Gemini 3.5 Flash might be fast enough for gen AI to make sense

Gemini 3.5 Flash 的速度或许足以让生成式 AI 真正发挥价值

At last year’s I/O event, Google was still talking about the 2.5 branch of Gemini, and what a difference a year makes. We’ve gone through the 3.0 and 3.1 families since then, and now it’s on to version 3.5. Gemini 3.5 Flash is rolling out across a wide range of Google products starting today, and Google again claims this model is even better than its last-gen Pro model. That has been a trend with Google’s tick-tock model updates over the past year, but the team says this release is special.

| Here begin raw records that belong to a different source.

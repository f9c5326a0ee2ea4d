//! Application layer - Use case services.
//!
//! This module contains application services that orchestrate
//! domain logic and adapter interactions.
//!
//! Services are designed to be thin orchestrators that:
//! - Accept domain types as inputs
//! - Use ports (traits) for external dependencies
//! - Return domain types as outputs
//!
//! Every operation is synchronous. Waits are bounded polls of a
//! non-blocking probe, never an unbounded `wait()`.

mod escalation;
mod port_inventory;
mod terminator;
mod tunnel_supervisor;

use std::thread;
use std::time::{Duration, Instant};

use crate::error::Result;

pub use escalation::{escalate, Escalate, EscalationOutcome, EscalationPolicy};
pub use port_inventory::PortInventory;
pub use terminator::ProcessTerminator;
pub use tunnel_supervisor::TunnelSupervisor;

/// Interval between liveness probes while waiting.
pub const POLL_INTERVAL: Duration = Duration::from_millis(100);

/// Poll `done` until it reports `true` or `timeout` elapses.
///
/// Returns whether the condition was met. `done` is always checked at least
/// once, and once more at the deadline.
pub fn wait_until<F>(timeout: Duration, mut done: F) -> Result<bool>
where
    F: FnMut() -> Result<bool>,
{
    let deadline = Instant::now() + timeout;
    loop {
        if done()? {
            return Ok(true);
        }

        let now = Instant::now();
        if now >= deadline {
            return Ok(false);
        }

        thread::sleep(POLL_INTERVAL.min(deadline - now));
    }
}
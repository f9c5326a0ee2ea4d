//! Process termination service.

use tracing::{debug, info};

use crate::adapters::SystemProcessTable;
use crate::domain::{KillOutcome, ProcessDetails, Signal, UNKNOWN_PROCESS};
use crate::error::{Error, Result};
use crate::ports::ProcessTable;

use super::escalation::{escalate, Escalate, EscalationOutcome, EscalationPolicy};

/// Terminates processes by PID and reports a classified outcome.
///
/// Nothing here returns `Err`: failures become [`KillOutcome`] values or
/// degraded [`ProcessDetails`].
pub struct ProcessTerminator<P: ProcessTable = SystemProcessTable> {
    processes: P,
    policy: EscalationPolicy,
}

impl ProcessTerminator {
    /// Terminator over the host's process table with the default 3s/2s budget.
    pub fn system() -> Self {
        Self::new(SystemProcessTable::new())
    }
}

impl<P: ProcessTable> ProcessTerminator<P> {
    pub fn new(processes: P) -> Self {
        Self::with_policy(processes, EscalationPolicy::kill_defaults())
    }

    pub fn with_policy(processes: P, policy: EscalationPolicy) -> Self {
        Self { processes, policy }
    }

    pub fn policy(&self) -> &EscalationPolicy {
        &self.policy
    }

    /// Terminate `pid`.
    ///
    /// With `force` the hard signal is sent right away and the call returns
    /// once it is delivered. Otherwise the graceful signal goes first and the
    /// call blocks for at most the policy's total budget.
    pub fn kill(&self, pid: u32, force: bool) -> KillOutcome {
        let name = match self.processes.process_name(pid) {
            Ok(name) => name,
            Err(e @ (Error::ProcessNotFound(_) | Error::PermissionDenied(_))) => {
                return classify(pid, e)
            }
            Err(e) => {
                debug!(pid = pid, error = %e, "Process name unavailable");
                UNKNOWN_PROCESS.to_string()
            }
        };

        info!(pid = pid, process = %name, force = force, "Terminating process");

        if force {
            return match self.processes.signal(pid, Signal::Hard) {
                Ok(()) => KillOutcome::success(&name, pid),
                Err(e) => classify(pid, e),
            };
        }

        let mut target = PidTarget {
            processes: &self.processes,
            pid,
        };

        match escalate(&mut target, &self.policy) {
            Ok(EscalationOutcome::Graceful) | Ok(EscalationOutcome::Forced) => {
                KillOutcome::success(&name, pid)
            }
            Ok(EscalationOutcome::Survived) => {
                classify(pid, Error::Timeout(self.policy.hard_timeout))
            }
            Err(e) => classify(pid, e),
        }
    }

    /// Whether `pid` exists and has not exited.
    pub fn is_running(&self, pid: u32) -> bool {
        self.processes.is_alive(pid)
    }

    /// Best-effort attribute snapshot of `pid`.
    pub fn get_process_info(&self, pid: u32) -> ProcessDetails {
        match self.processes.lookup(pid) {
            Ok(info) => ProcessDetails::Available(info),
            Err(e) => {
                debug!(pid = pid, error = %e, "Process info unavailable");
                ProcessDetails::unavailable(pid)
            }
        }
    }
}

fn classify(pid: u32, error: Error) -> KillOutcome {
    match error {
        Error::ProcessNotFound(_) => KillOutcome::not_found(pid),
        Error::PermissionDenied(_) => KillOutcome::access_denied(pid),
        other => KillOutcome::error(pid, other),
    }
}

struct PidTarget<'a, P> {
    processes: &'a P,
    pid: u32,
}

impl<P: ProcessTable> Escalate for PidTarget<'_, P> {
    fn send(&mut self, signal: Signal) -> Result<()> {
        match self.processes.signal(self.pid, signal) {
            // Exited between the last poll and the hard signal
            Err(Error::ProcessNotFound(_)) if signal == Signal::Hard => Ok(()),
            other => other,
        }
    }

    fn has_exited(&mut self) -> Result<bool> {
        Ok(!self.processes.is_alive(self.pid))
    }
}
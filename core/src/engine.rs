//! PortPilot Engine - facade for front-ends.
//!
//! Wires the inventory, terminator and tunnel supervisor to the host
//! adapters using one loaded [`Settings`] value.

use std::collections::BTreeSet;

use tracing::info;

use crate::adapters::{JsonTunnelStore, PortScanner, SystemProcessTable, SystemSpawner};
use crate::application::{PortInventory, ProcessTerminator, TunnelSupervisor};
use crate::config::{Settings, SettingsStore};
use crate::domain::{KillOutcome, PortFilter, PortRecord, TunnelStatus};
use crate::error::{Error, Result};

/// The main PortPilot engine.
///
/// Front-ends call [`PortPilotEngine::refresh`] on their own schedule
/// (`Settings::refresh_interval_ms` is the suggested period) and read the
/// cached snapshot in between.
pub struct PortPilotEngine {
    settings: Settings,
    store: SettingsStore,
    inventory: PortInventory,
    terminator: ProcessTerminator,
    tunnels: TunnelSupervisor,
}

impl PortPilotEngine {
    /// Create an engine from the settings in `~/.portpilot`.
    ///
    /// Enabled tunnels are started right away when `tunnel_auto_start` is set.
    pub fn new() -> Result<Self> {
        let mut engine = Self::with_store(SettingsStore::new()?);
        engine.auto_start();
        Ok(engine)
    }

    /// Create an engine from the settings in `store` without starting anything.
    pub fn with_store(store: SettingsStore) -> Self {
        let settings = store.load();

        let inventory = PortInventory::new(PortScanner::new(), SystemProcessTable::new());
        let terminator = ProcessTerminator::with_policy(
            SystemProcessTable::new(),
            settings.kill_timeouts.into(),
        );
        let tunnels = TunnelSupervisor::new(
            JsonTunnelStore::with_path(store.tunnels_path(&settings)),
            SystemSpawner::new(),
        )
        .with_ssh_program(settings.ssh_program.clone())
        .with_policy(settings.tunnel_stop_timeouts.into());

        Self {
            settings,
            store,
            inventory,
            terminator,
            tunnels,
        }
    }

    /// Start enabled tunnels if `tunnel_auto_start` is set.
    pub fn auto_start(&mut self) -> Vec<(String, TunnelStatus)> {
        if !self.settings.tunnel_auto_start {
            return Vec::new();
        }

        let started = self.tunnels.start_enabled();
        info!(count = started.len(), "Auto-started enabled tunnels");
        started
    }

    pub fn settings(&self) -> &Settings {
        &self.settings
    }

    pub fn settings_store(&self) -> &SettingsStore {
        &self.store
    }

    // MARK: - Ports

    /// Rescan and return the new snapshot.
    pub fn refresh(&self) -> Vec<PortRecord> {
        self.inventory.scan()
    }

    pub fn inventory(&self) -> &PortInventory {
        &self.inventory
    }

    /// Filter for a named preset from `port_filters`.
    pub fn preset_filter(&self, name: &str) -> Result<PortFilter> {
        self.settings
            .preset(name)
            .map(|ports| PortFilter::new().with_ports(ports.iter().copied()))
            .ok_or_else(|| Error::Config(format!("Unknown port preset '{}'", name)))
    }

    // MARK: - Process Management

    pub fn terminator(&self) -> &ProcessTerminator {
        &self.terminator
    }

    /// Kill a process by PID.
    pub fn kill_process(&self, pid: u32, force: bool) -> KillOutcome {
        self.terminator.kill(pid, force)
    }

    /// Kill every process that owns a socket on `port`.
    ///
    /// Rescans first so the owners are current. Sockets whose owner is hidden
    /// (PID 0) are skipped. An empty result means nothing owned the port.
    pub fn kill_port(&self, port: u16, force: bool) -> Vec<KillOutcome> {
        self.inventory.scan();

        let pids: BTreeSet<u32> = self
            .inventory
            .find_by_port(port)
            .into_iter()
            .map(|r| r.pid)
            .filter(|pid| *pid != 0)
            .collect();

        pids.into_iter()
            .map(|pid| self.terminator.kill(pid, force))
            .collect()
    }

    // MARK: - Tunnels

    pub fn tunnels(&self) -> &TunnelSupervisor {
        &self.tunnels
    }

    pub fn tunnels_mut(&mut self) -> &mut TunnelSupervisor {
        &mut self.tunnels
    }

    /// Status of every defined tunnel, ordered by name.
    pub fn tunnel_statuses(&mut self) -> Vec<(String, TunnelStatus)> {
        let names: Vec<String> = self.tunnels.get_all().into_iter().map(|d| d.name).collect();
        names
            .into_iter()
            .map(|name| {
                let status = self.tunnels.status(&name);
                (name, status)
            })
            .collect()
    }

    /// Stop every tunnel this engine started.
    pub fn shutdown(&mut self) {
        self.tunnels.stop_all();
    }
}
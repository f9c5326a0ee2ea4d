//! Subprocess spawner port (interface).

use std::time::Duration;

use crate::error::Result;

/// Port for creating supervised subprocesses.
pub trait ProcessSpawner: Send + Sync {
    type Child: SupervisedProcess;

    /// Spawn `argv[0]` with the remaining arguments, detached from our stdio.
    fn spawn(&self, argv: &[String]) -> Result<Self::Child>;
}

/// An owned handle to a live subprocess.
pub trait SupervisedProcess: Send {
    /// OS process ID.
    fn id(&self) -> u32;

    /// Request termination (SIGTERM).
    fn terminate(&mut self) -> Result<()>;

    /// Force termination (SIGKILL).
    fn kill(&mut self) -> Result<()>;

    /// Non-blocking poll. `true` once the process has exited and been reaped.
    fn has_exited(&mut self) -> Result<bool>;

    /// Block up to `timeout` for the process to exit. `true` if it did.
    fn wait_timeout(&mut self, timeout: Duration) -> Result<bool> {
        crate::application::wait_until(timeout, || self.has_exited())
    }
}
//! Windows connection table placeholder.

use crate::domain::RawConnection;
use crate::error::{Error, Result};

use super::Scanner;

/// Windows-specific connection scanner.
pub struct WindowsScanner;

impl WindowsScanner {
    pub fn new() -> Self {
        Self
    }
}

impl Default for WindowsScanner {
    fn default() -> Self {
        Self::new()
    }
}

impl Scanner for WindowsScanner {
    fn scan(&self) -> Result<Vec<RawConnection>> {
        // TODO: Implement Windows-specific scanning using netstat -ano
        Err(Error::UnsupportedPlatform(
            "Windows scanner not yet implemented".to_string(),
        ))
    }
}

在去年的 I/O 大会上，谷歌还在讨论 Gemini 2.5 系列，一年过去，变化之大令人惊叹。自那时起，我们已经历了 3.0 和 3.1 系列，现在又迎来了 3.5 版本。Gemini 3.5 Flash 从今天起开始在谷歌的各类产品中全面铺开，谷歌再次声称该模型甚至优于上一代的 Pro 模型。这已成为谷歌过去一年中“滴答”式模型更新的趋势，但团队表示，这次发布意义非凡。

Gemini 3.5 Flash supposedly offers frontier-level intelligence while also being efficient enough that it may finally make complex agentic tasks worth doing at scale. Tulsee Doshi, senior director of product management for Gemini, explains that the innovations of Gemini 3.5 Flash are woven through multiple Google products, and this is just the start.

据称，Gemini 3.5 Flash 在提供前沿级智能的同时，还具备极高的效率，这或许终于能让复杂的智能体（Agentic）任务实现大规模应用。Gemini 产品管理高级总监 Tulsee Doshi 解释说，Gemini 3.5 Flash 的创新已融入谷歌的多款产品中，而这仅仅是个开始。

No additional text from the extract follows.